Em seguida, Vergès defenderia uma impressionante sucessão de sanguinários ditadores africanos – do Chade, do Gabão, do Congo. Ofereceu-se para defender o genocida sérvio Slobodan Milosevic e o ditador iraquiano Sadam Hussein; só não os defendeu porque eles não quiseram, mas foi o advogado de Tariq Aziz, ministro de Sadam. Defendeu também Khieu Samphan, braço direito do genocida cambodjano Pol Pot. No início do filme, Vergès aparece menosprezando a extensão do genocídio promovido pelo Khmer Vermelho no Cambodja.

Quase ao fim do documentário, há a frase esperta, marota, calhorda, que, aparentemente, Vergès ensaiou e repete sempre que pode. Perguntado se defenderia Hitler, diz para a câmara, com uma expressão irônica: “Eu defenderia até Bush, desde que ele admitisse sua culpa”.

Por diversos motivos, vale a pena ver este documentário impressionante, extremamente bem feito, com uma riqueza de material de arquivo de babar e uma excelente trilha sonora. O diretor Schroeder, eclético, sempre competente, autor de filmes hollywoodianos como O Reverso da Fortuna/Reversal of Fortune, de 1990, Mulher Solteira Procura/Single White Female, de 1992, e Antes e Depois/Before and After, de 1995, já havia feito um documentário sobre outra figura tragicamente emblemática dos males do século XX, General Idi Amin/Général Idi Amin Dada: Autoportrait, de 1974. 

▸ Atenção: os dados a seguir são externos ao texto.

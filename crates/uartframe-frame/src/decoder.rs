//! Synchronizing stream decoder.
//!
//! [`StreamDecoder`] consumes an unbounded byte stream in arbitrary chunks and
//! produces [`DecodeEvent`]s: complete frames, or structured errors for
//! candidates that turned out not to be frames.
//!
//! All bytes of the current candidate are kept in a bounded arena starting at
//! its `0xF1`. When a candidate is rejected only that `0xF1` is dropped and
//! scanning restarts at the very next byte, so a genuine frame start hidden
//! inside a bogus header or data section is never skipped.
//!
//! ```
//! use uartframe_frame::{encode, DecodeEvent, StreamDecoder};
//!
//! let mut stream = vec![0x00, 0xF1, 0xFF];
//! stream.extend_from_slice(&encode(7, b"hello").unwrap());
//!
//! let mut decoder = StreamDecoder::new();
//! let frames: Vec<_> = decoder
//!     .feed(&stream)
//!     .into_iter()
//!     .filter_map(|event| match event {
//!         DecodeEvent::Frame(frame) => Some(frame),
//!         DecodeEvent::Error(_) => None,
//!     })
//!     .collect();
//!
//! assert_eq!(frames.len(), 1);
//! assert_eq!(frames[0].id, 7);
//! assert_eq!(frames[0].payload.as_ref(), b"hello");
//! ```

use bytes::{Buf, Bytes, BytesMut};
use tracing::{debug, trace};

use crate::b64;
use crate::checksum::checksum;
use crate::codec::{Frame, FrameConfig};
use crate::error::{Base64Error, DecodeError};
use crate::header::{CHECKSUM_SIZE, END_OF_HEADER, HEADER_SIZE, ID_MAX, LENGTH_MAX, START_OF_FRAME};

const INITIAL_BUFFER_CAPACITY: usize = 8 * 1024;

/// Something the decoder found in the stream.
#[derive(Debug, Clone, PartialEq, Eq)]
pub enum DecodeEvent {
    /// A complete frame with a verified checksum.
    Frame(Frame),
    /// A rejected candidate. The decoder has already resynchronized.
    Error(DecodeError),
}

impl DecodeEvent {
    pub fn into_frame(self) -> Option<Frame> {
        match self {
            DecodeEvent::Frame(frame) => Some(frame),
            DecodeEvent::Error(_) => None,
        }
    }

    pub fn is_error(&self) -> bool {
        matches!(self, DecodeEvent::Error(_))
    }
}

/// Running counters, useful as a link-quality signal.
#[derive(Debug, Clone, Copy, Default, PartialEq, Eq)]
pub struct DecoderStats {
    /// Bytes discarded while scanning, resynchronizing or resetting.
    pub bytes_skipped: u64,
    /// Frames emitted.
    pub frames_decoded: u64,
    /// Error events emitted.
    pub errors: u64,
}

#[derive(Debug, Clone, Copy, PartialEq, Eq)]
enum State {
    Scanning,
    ReadId,
    ReadLength { id: u16 },
    ExpectEoh { id: u16, length: u16 },
    // `checked` data bytes have already passed the alphabet test.
    Collecting { id: u16, length: u16, checked: usize },
}

enum Step {
    Pending,
    Continue,
    Event(DecodeEvent),
}

/// Byte-stream state machine that recovers frames from a noisy link.
///
/// Drive it with [`feed`](Self::feed), or with [`push`](Self::push) and
/// [`next_event`](Self::next_event) when events should be produced lazily.
#[derive(Debug)]
pub struct StreamDecoder {
    buf: BytesMut,
    state: State,
    config: FrameConfig,
    capacity: usize,
    stats: DecoderStats,
}

impl StreamDecoder {
    /// Create a decoder accepting every valid frame size.
    pub fn new() -> Self {
        Self::with_config(FrameConfig::default())
    }

    /// Create a decoder with explicit configuration.
    pub fn with_config(config: FrameConfig) -> Self {
        let capacity = config.data_capacity();
        Self {
            buf: BytesMut::with_capacity((HEADER_SIZE + capacity).min(INITIAL_BUFFER_CAPACITY)),
            state: State::Scanning,
            config,
            capacity,
            stats: DecoderStats::default(),
        }
    }

    /// Feed a chunk of the stream and collect every event it completes.
    pub fn feed(&mut self, mut bytes: &[u8]) -> Vec<DecodeEvent> {
        let mut events = Vec::new();
        loop {
            while let Some(event) = self.next_event() {
                events.push(event);
            }
            if bytes.is_empty() {
                return events;
            }
            let accepted = self.push(bytes);
            if accepted == 0 {
                events.push(DecodeEvent::Error(self.overflow()));
                continue;
            }
            bytes = &bytes[accepted..];
        }
    }

    /// Buffer as much of `bytes` as fits and return how many were taken.
    ///
    /// Once [`next_event`](Self::next_event) has returned `None` there is
    /// always room for at least one more byte.
    pub fn push(&mut self, bytes: &[u8]) -> usize {
        let room = self.max_buffered().saturating_sub(self.buf.len());
        let take = room.min(bytes.len());
        self.buf.extend_from_slice(&bytes[..take]);
        take
    }

    /// Advance over buffered bytes until an event is produced.
    ///
    /// Returns `None` when more input is needed.
    pub fn next_event(&mut self) -> Option<DecodeEvent> {
        loop {
            match self.step() {
                Step::Pending => return None,
                Step::Continue => continue,
                Step::Event(event) => return Some(event),
            }
        }
    }

    /// Drop any partial frame and return to scanning.
    ///
    /// Safe to call in any state, any number of times.
    pub fn reset(&mut self) {
        if !self.buf.is_empty() || self.state != State::Scanning {
            debug!(discarded = self.buf.len(), "decoder reset");
        }
        self.stats.bytes_skipped += self.buf.len() as u64;
        self.buf.clear();
        self.state = State::Scanning;
    }

    /// Abandon a frame whose deadline passed.
    ///
    /// Returns `Timeout` if a frame was in progress; otherwise nothing changes.
    pub fn expire(&mut self) -> Option<DecodeError> {
        if !self.in_frame() {
            return None;
        }
        let err = DecodeError::Timeout {
            discarded: self.buf.len(),
        };
        self.stats.errors += 1;
        self.reset();
        Some(err)
    }

    /// True when a frame candidate has been started but not finished.
    pub fn in_frame(&self) -> bool {
        self.state != State::Scanning
    }

    /// True when nothing is buffered.
    pub fn is_idle(&self) -> bool {
        self.state == State::Scanning && self.buf.is_empty()
    }

    /// Number of bytes currently held.
    pub fn buffered(&self) -> usize {
        self.buf.len()
    }

    pub fn stats(&self) -> DecoderStats {
        self.stats
    }

    pub fn config(&self) -> &FrameConfig {
        &self.config
    }

    /// Update the maximum payload size. Applies to the current candidate too.
    pub fn set_max_payload_size(&mut self, max_payload_size: usize) {
        self.config.max_payload_size = max_payload_size;
        self.capacity = self.config.data_capacity();
    }

    fn max_buffered(&self) -> usize {
        HEADER_SIZE + self.capacity
    }

    fn step(&mut self) -> Step {
        match self.state {
            State::Scanning => {
                match self.buf.iter().position(|&b| b == START_OF_FRAME) {
                    Some(start) => {
                        self.skip(start);
                        self.state = State::ReadId;
                        Step::Continue
                    }
                    None => {
                        self.skip(self.buf.len());
                        Step::Pending
                    }
                }
            }
            State::ReadId => {
                let Some(&[lo, hi]) = self.buf.get(1..3) else {
                    return Step::Pending;
                };
                let id = u16::from_le_bytes([lo, hi]);
                if id > ID_MAX {
                    return self.reject(DecodeError::InvalidId { id });
                }
                self.state = State::ReadLength { id };
                Step::Continue
            }
            State::ReadLength { id } => {
                let Some(&[lo, hi]) = self.buf.get(3..5) else {
                    return Step::Pending;
                };
                let length = u16::from_le_bytes([lo, hi]);
                if length > LENGTH_MAX {
                    return self.reject(DecodeError::LengthOverflow { length });
                }
                if usize::from(length) > self.capacity {
                    return self.reject(DecodeError::CapacityExceeded {
                        length: usize::from(length),
                        capacity: self.capacity,
                    });
                }
                self.state = State::ExpectEoh { id, length };
                Step::Continue
            }
            State::ExpectEoh { id, length } => {
                let Some(&found) = self.buf.get(5) else {
                    return Step::Pending;
                };
                if found != END_OF_HEADER {
                    return self.reject(DecodeError::UnexpectedEndOfHeader { found });
                }
                self.state = State::Collecting {
                    id,
                    length,
                    checked: 0,
                };
                Step::Continue
            }
            State::Collecting {
                id,
                length,
                checked,
            } => self.collect(id, length, checked),
        }
    }

    fn collect(&mut self, id: u16, length: u16, checked: usize) -> Step {
        let data_len = usize::from(length);
        if data_len > self.capacity {
            return self.reject(DecodeError::CapacityExceeded {
                length: data_len,
                capacity: self.capacity,
            });
        }

        let end = HEADER_SIZE + data_len;
        let available = self.buf.len().min(end);
        let invalid = self
            .buf
            .get(HEADER_SIZE + checked..available)
            .unwrap_or_default()
            .iter()
            .copied()
            .enumerate()
            .find(|&(_, b)| !b64::is_alphabet(b));
        if let Some((pos, byte)) = invalid {
            return self.reject(DecodeError::InvalidCharacter {
                offset: checked + pos,
                byte,
            });
        }

        if available < end {
            self.state = State::Collecting {
                id,
                length,
                checked: available - HEADER_SIZE,
            };
            return Step::Pending;
        }
        self.finish(id, end)
    }

    fn finish(&mut self, id: u16, end: usize) -> Step {
        let data = self.buf.get(HEADER_SIZE..end).unwrap_or_default();
        let mut raw = match b64::decode(data) {
            Ok(raw) => raw,
            Err(Base64Error::InvalidCharacter { offset, byte })
            | Err(Base64Error::TrailingBits { offset, byte }) => {
                return self.reject(DecodeError::InvalidCharacter { offset, byte });
            }
            Err(Base64Error::InvalidLength { .. }) => {
                return self.reject(DecodeError::CrcMismatch { id });
            }
        };

        let Some((payload, stored)) = raw.split_last_chunk::<CHECKSUM_SIZE>() else {
            return self.reject(DecodeError::CrcMismatch { id });
        };
        if checksum(payload) != u16::from_le_bytes(*stored) {
            return self.reject(DecodeError::CrcMismatch { id });
        }

        let payload_len = payload.len();
        raw.truncate(payload_len);
        self.buf.advance(end);
        self.state = State::Scanning;
        self.stats.frames_decoded += 1;
        trace!(id, payload_len, "frame decoded");

        Step::Event(DecodeEvent::Frame(Frame {
            id,
            payload: Bytes::from(raw),
        }))
    }

    fn reject(&mut self, err: DecodeError) -> Step {
        debug!(error = %err, "frame candidate rejected");
        self.stats.errors += 1;
        // Only the tentative start-of-frame is dropped; the rest is rescanned.
        self.skip(1);
        self.state = State::Scanning;
        Step::Event(DecodeEvent::Error(err))
    }

    pub(crate) fn overflow(&mut self) -> DecodeError {
        let err = DecodeError::CapacityExceeded {
            length: self.buf.len(),
            capacity: self.max_buffered(),
        };
        debug!(error = %err, "decoder buffer full");
        self.stats.errors += 1;
        self.reset();
        err
    }

    fn skip(&mut self, n: usize) {
        self.buf.advance(n);
        self.stats.bytes_skipped += n as u64;
    }
}

impl Default for StreamDecoder {
    fn default() -> Self {
        Self::new()
    }
}
use std::time::Duration;

use bytes::{BufMut, Bytes, BytesMut};

use crate::b64;
use crate::checksum::checksum;
use crate::error::Result;
use crate::header::{data_len_for, FrameHeader, CHECKSUM_SIZE, HEADER_SIZE, MAX_PAYLOAD};

/// A decoded or to-be-encoded frame.
#[derive(Debug, Clone, PartialEq, Eq)]
pub struct Frame {
    /// Frame ID, `0x0000..=0xF0FF`.
    pub id: u16,
    /// The message payload.
    pub payload: Bytes,
}

impl Frame {
    /// Create a new frame.
    pub fn new(id: u16, payload: impl Into<Bytes>) -> Self {
        Self {
            id,
            payload: payload.into(),
        }
    }

    /// The total wire size of this frame (header + data section).
    pub fn wire_size(&self) -> usize {
        HEADER_SIZE + data_len_for(self.payload.len())
    }
}

/// Encode a frame into the wire format.
///
/// Wire format:
/// ```text
/// ┌──────┬──────────┬──────────┬──────┬────────────────────────────────┐
/// │ 0xF1 │ ID       │ Length   │ 0xFF │ base64(payload ‖ crc16 LE)     │
/// │      │ (2B LE)  │ (2B LE)  │      │ (Length characters, unpadded)  │
/// └──────┴──────────┴──────────┴──────┴────────────────────────────────┘
/// ```
///
/// Nothing is written to `dst` if the frame is rejected.
pub fn encode_frame(id: u16, payload: &[u8], dst: &mut BytesMut) -> Result<()> {
    let header = FrameHeader::new(id, payload.len())?;

    let mut raw = Vec::with_capacity(payload.len() + CHECKSUM_SIZE);
    raw.extend_from_slice(payload);
    raw.extend_from_slice(&checksum(payload).to_le_bytes());

    dst.reserve(header.wire_size());
    dst.put_slice(&header.as_bytes());
    b64::encode_into(&raw, dst);
    Ok(())
}

/// Encode a frame into a freshly allocated buffer.
pub fn encode(id: u16, payload: &[u8]) -> Result<Bytes> {
    let mut dst = BytesMut::new();
    encode_frame(id, payload, &mut dst)?;
    Ok(dst.freeze())
}

/// Configuration for the frame codec and its stream adapters.
#[derive(Debug, Clone)]
pub struct FrameConfig {
    /// Maximum payload size in bytes. Default: 46269, the protocol limit.
    ///
    /// Lower values also cap the decoder's buffer; frames declaring a larger
    /// data section are rejected with `CapacityExceeded`.
    pub max_payload_size: usize,
    /// Read timeout for blocking operations.
    pub read_timeout: Option<Duration>,
    /// Write timeout for blocking operations.
    pub write_timeout: Option<Duration>,
    /// How long a partially received frame may stay incomplete.
    pub frame_timeout: Option<Duration>,
}

impl FrameConfig {
    /// Largest data section length the decoder will buffer.
    pub fn data_capacity(&self) -> usize {
        data_len_for(self.max_payload_size.min(MAX_PAYLOAD))
    }
}

impl Default for FrameConfig {
    fn default() -> Self {
        Self {
            max_payload_size: MAX_PAYLOAD,
            read_timeout: None,
            write_timeout: None,
            frame_timeout: None,
        }
    }
}
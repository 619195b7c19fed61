use uartframe_frame::checksum;

use crate::cmd::input::resolve_payload;
use crate::cmd::ChecksumArgs;
use crate::exit::{CliResult, SUCCESS};
use crate::output::{print_checksum, OutputFormat};

pub fn run(args: ChecksumArgs, format: OutputFormat) -> CliResult<i32> {
    let payload = resolve_payload(&args.payload)?;
    print_checksum(checksum(&payload), payload.len(), format);
    Ok(SUCCESS)
}
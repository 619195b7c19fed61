use std::fs;
use std::io::Read;
use std::path::Path;
use std::time::Duration;

use uartframe_frame::ID_MAX;

use crate::cmd::PayloadArgs;
use crate::exit::{io_error, CliError, CliResult, USAGE};

/// Parse a frame ID given as decimal or `0x`-prefixed hex.
pub fn parse_id(input: &str) -> Result<u16, String> {
    let input = input.trim();
    let parsed = match input
        .strip_prefix("0x")
        .or_else(|| input.strip_prefix("0X"))
    {
        Some(hex) => u16::from_str_radix(hex, 16),
        None => input.parse::<u16>(),
    };
    let id = parsed.map_err(|_| format!("invalid frame id: {input}"))?;
    if id > ID_MAX {
        return Err(format!("frame id 0x{id:04X} is reserved (max 0x{ID_MAX:04X})"));
    }
    Ok(id)
}

/// Parse a hex string into bytes. Whitespace, `:` separators and a leading
/// `0x` are accepted.
pub fn parse_hex(input: &str) -> CliResult<Vec<u8>> {
    let trimmed = input.trim();
    let body = trimmed
        .strip_prefix("0x")
        .or_else(|| trimmed.strip_prefix("0X"))
        .unwrap_or(trimmed);
    let digits: Vec<u8> = body
        .bytes()
        .filter(|b| !b.is_ascii_whitespace() && *b != b':')
        .collect();

    if let Some(bad) = digits.iter().find(|b| !b.is_ascii_hexdigit()) {
        return Err(CliError::new(
            USAGE,
            format!("--hex has invalid digit {:?}", char::from(*bad)),
        ));
    }
    if digits.len() % 2 != 0 {
        return Err(CliError::new(
            USAGE,
            format!("--hex has an odd number of digits ({})", digits.len()),
        ));
    }

    Ok(digits
        .chunks_exact(2)
        .map(|pair| (hex_value(pair[0]) << 4) | hex_value(pair[1]))
        .collect())
}

fn hex_value(digit: u8) -> u8 {
    match digit {
        b'0'..=b'9' => digit - b'0',
        b'a'..=b'f' => digit - b'a' + 10,
        _ => digit - b'A' + 10,
    }
}

/// Resolve the payload from whichever of `--data`, `--hex` or `--file` was
/// given. No source means an empty payload.
pub fn resolve_payload(args: &PayloadArgs) -> CliResult<Vec<u8>> {
    if let Some(data) = &args.data {
        return Ok(data.as_bytes().to_vec());
    }
    if let Some(hex) = &args.hex {
        return parse_hex(hex);
    }
    if let Some(path) = &args.file {
        return read_file_or_stdin(path);
    }
    Ok(Vec::new())
}

fn read_file_or_stdin(path: &Path) -> CliResult<Vec<u8>> {
    if path.as_os_str() == "-" {
        let mut buf = Vec::new();
        std::io::stdin()
            .read_to_end(&mut buf)
            .map_err(|err| io_error("failed reading stdin", err))?;
        return Ok(buf);
    }
    fs::read(path).map_err(|err| io_error(&format!("failed reading {}", path.display()), err))
}

pub fn parse_duration(input: &str) -> CliResult<Duration> {
    let input = input.trim();
    if input.is_empty() {
        return Err(CliError::new(USAGE, "duration must not be empty"));
    }

    let (number, millis) = if let Some(num) = input.strip_suffix("ms") {
        (num, true)
    } else if let Some(num) = input.strip_suffix('s') {
        (num, false)
    } else {
        (input, false)
    };

    let value: u64 = number
        .parse()
        .map_err(|_| CliError::new(USAGE, format!("invalid duration value: {input}")))?;

    if value == 0 {
        return Err(CliError::new(USAGE, "duration must be greater than zero"));
    }

    if millis {
        Ok(Duration::from_millis(value))
    } else {
        Ok(Duration::from_secs(value))
    }
}

#[cfg(test)]
mod tests {
    use std::path::PathBuf;

    use super::*;

    fn payload(data: Option<&str>, hex: Option<&str>, file: Option<PathBuf>) -> PayloadArgs {
        PayloadArgs {
            data: data.map(str::to_string),
            hex: hex.map(str::to_string),
            file,
        }
    }

    #[test]
    fn parse_id_accepts_decimal_and_hex() {
        assert_eq!(parse_id("0"), Ok(0));
        assert_eq!(parse_id("4919"), Ok(0x1337));
        assert_eq!(parse_id("0x1337"), Ok(0x1337));
        assert_eq!(parse_id("0XF0FF"), Ok(0xF0FF));
    }

    #[test]
    fn parse_id_rejects_reserved_and_garbage() {
        assert!(parse_id("0xF100").is_err());
        assert!(parse_id("65535").is_err());
        assert!(parse_id("65536").is_err());
        assert!(parse_id("frame").is_err());
    }

    #[test]
    fn parse_hex_variants() {
        assert_eq!(parse_hex("000102").unwrap(), vec![0, 1, 2]);
        assert_eq!(parse_hex("0xF1FF").unwrap(), vec![0xF1, 0xFF]);
        assert_eq!(parse_hex("de ad:be\nef").unwrap(), vec![0xDE, 0xAD, 0xBE, 0xEF]);
        assert_eq!(parse_hex("").unwrap(), Vec::<u8>::new());
    }

    #[test]
    fn parse_hex_rejects_bad_input() {
        assert_eq!(parse_hex("abc").unwrap_err().code, USAGE);
        assert_eq!(parse_hex("zz").unwrap_err().code, USAGE);
    }

    #[test]
    fn resolve_payload_sources() {
        assert_eq!(resolve_payload(&payload(Some("hi"), None, None)).unwrap(), b"hi");
        assert_eq!(
            resolve_payload(&payload(None, Some("0001"), None)).unwrap(),
            vec![0, 1]
        );
        assert!(resolve_payload(&payload(None, None, None)).unwrap().is_empty());

        let path = std::env::temp_dir().join(format!("uartframe-input-{}", std::process::id()));
        fs::write(&path, b"from file").unwrap();
        let from_file = resolve_payload(&payload(None, None, Some(path.clone()))).unwrap();
        let _ = fs::remove_file(&path);
        assert_eq!(from_file, b"from file");
    }

    #[test]
    fn parse_duration_seconds_and_millis() {
        assert_eq!(parse_duration("2s").unwrap(), Duration::from_secs(2));
        assert_eq!(parse_duration("150ms").unwrap(), Duration::from_millis(150));
        assert_eq!(parse_duration("3").unwrap(), Duration::from_secs(3));
    }

    #[test]
    fn parse_duration_rejects_invalid_values() {
        assert!(parse_duration("0s").is_err());
        assert!(parse_duration("bad").is_err());
        assert!(parse_duration("").is_err());
    }
}
use clap::{Args, Subcommand};
use std::path::PathBuf;

use crate::exit::CliResult;
use crate::output::OutputFormat;

pub mod checksum;
pub mod decode;
pub mod encode;
pub mod input;
pub mod version;

#[derive(Subcommand, Debug)]
pub enum Command {
    /// Encode a payload into a single wire frame.
    Encode(EncodeArgs),
    /// Decode a captured byte stream and print every event.
    Decode(DecodeArgs),
    /// Print the CRC-16/USB checksum of a payload.
    Checksum(ChecksumArgs),
    /// Show version information.
    Version(VersionArgs),
}

pub fn run(command: Command, format: OutputFormat) -> CliResult<i32> {
    match command {
        Command::Encode(args) => encode::run(args, format),
        Command::Decode(args) => decode::run(args, format),
        Command::Checksum(args) => checksum::run(args, format),
        Command::Version(args) => version::run(args),
    }
}

#[derive(Args, Debug)]
pub struct PayloadArgs {
    /// Raw string payload.
    #[arg(long, conflicts_with_all = ["hex", "file"])]
    pub data: Option<String>,
    /// Hex payload (whitespace and a leading 0x are ignored).
    #[arg(long, conflicts_with_all = ["data", "file"])]
    pub hex: Option<String>,
    /// Read payload from file.
    #[arg(long, conflicts_with_all = ["data", "hex"])]
    pub file: Option<PathBuf>,
}

#[derive(Args, Debug)]
pub struct EncodeArgs {
    /// Frame ID, decimal or 0x-prefixed hex (max 0xF0FF).
    #[arg(long, short = 'i', value_parser = input::parse_id)]
    pub id: u16,
    #[command(flatten)]
    pub payload: PayloadArgs,
    /// Write the wire bytes to a file instead of stdout.
    #[arg(long, short = 'o', value_name = "PATH")]
    pub output: Option<PathBuf>,
}

#[derive(Args, Debug)]
pub struct DecodeArgs {
    /// Captured stream to decode. Reads stdin when omitted.
    pub path: Option<PathBuf>,
    /// Read from a TCP serial bridge (host:port) instead of a file.
    #[arg(long, value_name = "ADDR", conflicts_with = "path")]
    pub connect: Option<String>,
    /// Feed the decoder at most N bytes per read (captures only).
    #[arg(long, value_name = "N", conflicts_with = "connect")]
    pub chunk_size: Option<usize>,
    /// Largest payload accepted; larger frames are reported and skipped.
    #[arg(long, value_name = "BYTES", env = "UARTFRAME_MAX_PAYLOAD")]
    pub max_payload: Option<usize>,
    /// Abandon a partial frame after this long (e.g. 500ms, 2s).
    #[arg(long, value_name = "DURATION")]
    pub frame_timeout: Option<String>,
    /// Give up when the link is silent this long (--connect only).
    #[arg(long, value_name = "DURATION", requires = "connect")]
    pub read_timeout: Option<String>,
    /// Print frames only and exit 0 even if decode errors were seen.
    #[arg(long)]
    pub frames_only: bool,
}

#[derive(Args, Debug)]
pub struct ChecksumArgs {
    #[command(flatten)]
    pub payload: PayloadArgs,
}

#[derive(Args, Debug)]
pub struct VersionArgs {
    /// Show extended build provenance.
    #[arg(long)]
    pub extended: bool,
}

Este O Advogado do Terror fornece interessante material para se pensar sobre Justiça, legalidade e legitimidade, sobre o significado das ideologias, sobre essa pouco falada união de extrema esquerda com extrema direita. Fornece também uma boa lição de humildade: mesmo que a gente ache que sabe alguma coisa nesta vida, a gente de fato conhece muito pouco.  

O Advogado do Terror/L’Avocat de la Terreur

De Barbet Schroeder, França, 2007

Música Jorge Arriagada

Produção La Sofica Uni Etoile 3, Wild Bunch, Centre National de la Cinématographie

Cor e P&B, 135 min

***1/2

4 Comentários para “O Advogado do Terrror / L’Avocat de la Terreur”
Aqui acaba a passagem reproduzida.